§ Data:

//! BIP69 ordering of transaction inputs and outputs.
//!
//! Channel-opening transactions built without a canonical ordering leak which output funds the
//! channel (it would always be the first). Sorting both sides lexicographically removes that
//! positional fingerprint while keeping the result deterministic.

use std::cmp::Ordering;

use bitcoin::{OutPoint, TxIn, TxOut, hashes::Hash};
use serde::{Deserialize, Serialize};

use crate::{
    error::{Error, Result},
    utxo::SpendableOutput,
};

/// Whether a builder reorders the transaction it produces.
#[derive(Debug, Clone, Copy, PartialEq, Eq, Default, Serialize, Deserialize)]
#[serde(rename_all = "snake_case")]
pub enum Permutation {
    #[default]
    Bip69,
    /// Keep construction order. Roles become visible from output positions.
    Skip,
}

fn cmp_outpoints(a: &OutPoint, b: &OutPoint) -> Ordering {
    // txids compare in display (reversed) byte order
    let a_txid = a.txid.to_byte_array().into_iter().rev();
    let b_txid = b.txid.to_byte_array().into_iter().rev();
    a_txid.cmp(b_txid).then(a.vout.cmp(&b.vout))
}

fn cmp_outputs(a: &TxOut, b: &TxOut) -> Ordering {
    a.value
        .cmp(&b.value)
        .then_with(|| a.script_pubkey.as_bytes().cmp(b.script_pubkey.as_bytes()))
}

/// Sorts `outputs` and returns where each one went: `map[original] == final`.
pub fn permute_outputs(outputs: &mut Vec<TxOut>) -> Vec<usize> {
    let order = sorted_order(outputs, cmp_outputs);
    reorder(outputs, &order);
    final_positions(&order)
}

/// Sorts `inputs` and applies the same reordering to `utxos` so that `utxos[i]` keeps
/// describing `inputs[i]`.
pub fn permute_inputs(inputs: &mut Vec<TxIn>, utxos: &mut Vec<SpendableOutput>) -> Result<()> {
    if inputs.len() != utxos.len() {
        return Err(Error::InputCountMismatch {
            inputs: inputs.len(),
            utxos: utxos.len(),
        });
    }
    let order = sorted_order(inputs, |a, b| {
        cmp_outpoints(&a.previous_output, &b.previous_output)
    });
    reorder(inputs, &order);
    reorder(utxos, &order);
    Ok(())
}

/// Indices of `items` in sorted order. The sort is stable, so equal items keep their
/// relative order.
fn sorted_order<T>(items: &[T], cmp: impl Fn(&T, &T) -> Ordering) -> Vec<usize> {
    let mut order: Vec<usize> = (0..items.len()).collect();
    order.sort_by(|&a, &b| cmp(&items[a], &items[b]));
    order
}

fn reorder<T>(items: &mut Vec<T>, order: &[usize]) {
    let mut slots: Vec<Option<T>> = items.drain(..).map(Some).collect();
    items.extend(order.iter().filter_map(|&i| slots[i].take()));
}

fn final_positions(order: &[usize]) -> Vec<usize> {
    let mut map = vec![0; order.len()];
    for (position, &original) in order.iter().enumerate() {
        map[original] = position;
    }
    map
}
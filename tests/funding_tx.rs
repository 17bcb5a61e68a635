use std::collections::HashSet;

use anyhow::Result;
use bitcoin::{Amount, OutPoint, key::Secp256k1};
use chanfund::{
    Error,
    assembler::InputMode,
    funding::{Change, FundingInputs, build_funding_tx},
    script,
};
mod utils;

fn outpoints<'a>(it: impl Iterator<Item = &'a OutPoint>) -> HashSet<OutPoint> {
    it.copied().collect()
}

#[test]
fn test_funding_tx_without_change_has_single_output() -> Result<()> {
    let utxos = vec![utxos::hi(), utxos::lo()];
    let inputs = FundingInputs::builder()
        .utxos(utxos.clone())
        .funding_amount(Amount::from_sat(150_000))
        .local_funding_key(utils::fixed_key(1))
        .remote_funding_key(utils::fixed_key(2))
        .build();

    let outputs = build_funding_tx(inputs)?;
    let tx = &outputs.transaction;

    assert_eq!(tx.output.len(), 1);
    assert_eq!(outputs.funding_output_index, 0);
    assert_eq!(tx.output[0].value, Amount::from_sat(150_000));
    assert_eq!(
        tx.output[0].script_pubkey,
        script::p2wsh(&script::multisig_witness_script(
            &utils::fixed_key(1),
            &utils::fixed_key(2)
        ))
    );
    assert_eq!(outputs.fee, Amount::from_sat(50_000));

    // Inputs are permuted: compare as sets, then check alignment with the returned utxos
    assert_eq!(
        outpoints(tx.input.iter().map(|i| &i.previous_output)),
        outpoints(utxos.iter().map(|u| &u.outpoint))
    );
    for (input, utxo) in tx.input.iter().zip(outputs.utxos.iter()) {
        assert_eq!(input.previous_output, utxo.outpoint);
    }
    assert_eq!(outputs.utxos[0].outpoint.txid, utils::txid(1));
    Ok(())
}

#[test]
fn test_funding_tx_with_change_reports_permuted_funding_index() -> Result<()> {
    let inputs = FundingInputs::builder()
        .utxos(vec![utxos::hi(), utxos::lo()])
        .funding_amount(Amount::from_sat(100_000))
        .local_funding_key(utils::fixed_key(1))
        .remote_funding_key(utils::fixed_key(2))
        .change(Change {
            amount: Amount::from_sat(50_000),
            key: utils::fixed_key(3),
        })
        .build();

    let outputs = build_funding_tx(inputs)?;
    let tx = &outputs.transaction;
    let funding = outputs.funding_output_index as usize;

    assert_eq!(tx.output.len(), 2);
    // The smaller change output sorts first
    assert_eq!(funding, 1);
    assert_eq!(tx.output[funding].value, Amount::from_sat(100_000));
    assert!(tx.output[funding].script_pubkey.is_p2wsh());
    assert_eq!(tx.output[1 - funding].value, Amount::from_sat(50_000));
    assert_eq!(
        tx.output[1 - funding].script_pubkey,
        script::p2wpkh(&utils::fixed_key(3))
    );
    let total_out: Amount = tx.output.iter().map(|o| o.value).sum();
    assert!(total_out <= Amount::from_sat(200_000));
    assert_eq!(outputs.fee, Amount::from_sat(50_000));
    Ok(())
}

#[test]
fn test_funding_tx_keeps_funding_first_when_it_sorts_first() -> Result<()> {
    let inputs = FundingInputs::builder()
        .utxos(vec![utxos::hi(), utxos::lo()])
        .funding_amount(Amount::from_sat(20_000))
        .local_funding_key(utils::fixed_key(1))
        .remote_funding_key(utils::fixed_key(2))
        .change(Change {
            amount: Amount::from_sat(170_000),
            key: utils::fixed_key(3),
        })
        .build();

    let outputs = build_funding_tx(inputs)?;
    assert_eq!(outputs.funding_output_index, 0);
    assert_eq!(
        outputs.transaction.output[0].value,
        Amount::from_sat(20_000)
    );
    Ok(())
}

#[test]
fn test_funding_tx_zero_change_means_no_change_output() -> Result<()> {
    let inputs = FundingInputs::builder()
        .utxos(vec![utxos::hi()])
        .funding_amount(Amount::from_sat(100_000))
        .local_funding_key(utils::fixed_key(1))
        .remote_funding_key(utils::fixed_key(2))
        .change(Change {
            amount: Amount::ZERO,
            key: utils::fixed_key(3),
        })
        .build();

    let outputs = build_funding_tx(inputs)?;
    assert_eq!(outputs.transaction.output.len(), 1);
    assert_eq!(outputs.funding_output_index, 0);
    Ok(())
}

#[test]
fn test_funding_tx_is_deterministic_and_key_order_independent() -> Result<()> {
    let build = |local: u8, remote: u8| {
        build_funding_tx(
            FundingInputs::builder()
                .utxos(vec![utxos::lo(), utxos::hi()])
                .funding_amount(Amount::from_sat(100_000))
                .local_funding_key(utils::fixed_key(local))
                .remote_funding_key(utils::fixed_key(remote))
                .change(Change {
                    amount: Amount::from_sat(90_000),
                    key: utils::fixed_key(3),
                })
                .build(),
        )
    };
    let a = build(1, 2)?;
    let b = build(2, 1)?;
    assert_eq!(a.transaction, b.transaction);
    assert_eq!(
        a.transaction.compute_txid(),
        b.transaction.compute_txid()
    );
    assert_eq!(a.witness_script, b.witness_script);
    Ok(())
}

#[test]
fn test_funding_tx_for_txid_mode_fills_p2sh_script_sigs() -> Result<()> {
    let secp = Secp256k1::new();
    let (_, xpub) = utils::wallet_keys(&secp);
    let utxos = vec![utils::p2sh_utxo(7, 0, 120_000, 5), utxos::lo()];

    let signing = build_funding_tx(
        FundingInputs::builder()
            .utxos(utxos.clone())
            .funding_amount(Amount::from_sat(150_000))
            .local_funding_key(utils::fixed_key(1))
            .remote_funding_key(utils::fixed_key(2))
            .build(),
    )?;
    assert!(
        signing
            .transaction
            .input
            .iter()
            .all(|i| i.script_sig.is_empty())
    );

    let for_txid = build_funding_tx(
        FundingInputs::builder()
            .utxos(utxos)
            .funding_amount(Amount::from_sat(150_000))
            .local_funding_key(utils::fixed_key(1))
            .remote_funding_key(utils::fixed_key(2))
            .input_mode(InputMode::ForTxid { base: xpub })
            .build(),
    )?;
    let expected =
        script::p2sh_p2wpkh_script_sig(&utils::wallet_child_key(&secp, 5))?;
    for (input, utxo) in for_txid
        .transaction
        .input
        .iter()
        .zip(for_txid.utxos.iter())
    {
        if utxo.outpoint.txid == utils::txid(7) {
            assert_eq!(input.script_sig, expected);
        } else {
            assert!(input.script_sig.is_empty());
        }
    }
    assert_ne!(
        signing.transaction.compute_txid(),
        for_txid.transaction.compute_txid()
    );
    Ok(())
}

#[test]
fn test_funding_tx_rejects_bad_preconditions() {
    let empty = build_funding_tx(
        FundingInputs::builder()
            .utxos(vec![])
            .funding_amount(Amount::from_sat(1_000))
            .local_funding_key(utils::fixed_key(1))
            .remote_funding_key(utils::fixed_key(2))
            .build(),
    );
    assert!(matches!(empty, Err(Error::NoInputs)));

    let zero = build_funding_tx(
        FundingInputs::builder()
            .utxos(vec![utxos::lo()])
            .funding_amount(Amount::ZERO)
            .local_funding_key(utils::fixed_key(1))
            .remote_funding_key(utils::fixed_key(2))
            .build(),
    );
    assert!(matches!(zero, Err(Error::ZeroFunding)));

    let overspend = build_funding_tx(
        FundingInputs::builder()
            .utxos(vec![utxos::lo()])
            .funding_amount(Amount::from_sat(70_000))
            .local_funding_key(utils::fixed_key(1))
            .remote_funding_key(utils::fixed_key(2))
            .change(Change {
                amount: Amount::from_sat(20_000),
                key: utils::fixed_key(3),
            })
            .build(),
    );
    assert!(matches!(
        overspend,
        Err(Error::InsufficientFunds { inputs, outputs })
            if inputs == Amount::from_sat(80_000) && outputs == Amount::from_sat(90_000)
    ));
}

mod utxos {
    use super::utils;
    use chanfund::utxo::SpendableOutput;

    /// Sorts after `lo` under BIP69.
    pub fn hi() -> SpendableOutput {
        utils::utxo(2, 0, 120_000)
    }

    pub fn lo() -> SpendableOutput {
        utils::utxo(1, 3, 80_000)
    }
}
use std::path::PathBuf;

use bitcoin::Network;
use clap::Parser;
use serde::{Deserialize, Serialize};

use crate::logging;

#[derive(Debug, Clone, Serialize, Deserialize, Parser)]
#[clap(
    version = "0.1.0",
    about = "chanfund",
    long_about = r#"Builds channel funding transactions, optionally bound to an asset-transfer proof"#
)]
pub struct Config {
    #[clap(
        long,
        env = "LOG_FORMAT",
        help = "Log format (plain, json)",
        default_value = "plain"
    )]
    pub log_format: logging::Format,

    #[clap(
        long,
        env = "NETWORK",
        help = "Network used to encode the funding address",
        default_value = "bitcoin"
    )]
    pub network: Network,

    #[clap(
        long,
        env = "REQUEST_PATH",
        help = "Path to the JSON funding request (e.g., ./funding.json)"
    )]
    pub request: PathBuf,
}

§ Task statement: What lines above mention "Serialize"? Copy each one.

§ Written reply:
use serde::{Deserialize, Serialize};
#[derive(Debug, Clone, Copy, PartialEq, Eq, Default, Serialize, Deserialize)]
use serde::{Deserialize, Serialize};
#[derive(Debug, Clone, Serialize, Deserialize, Parser)]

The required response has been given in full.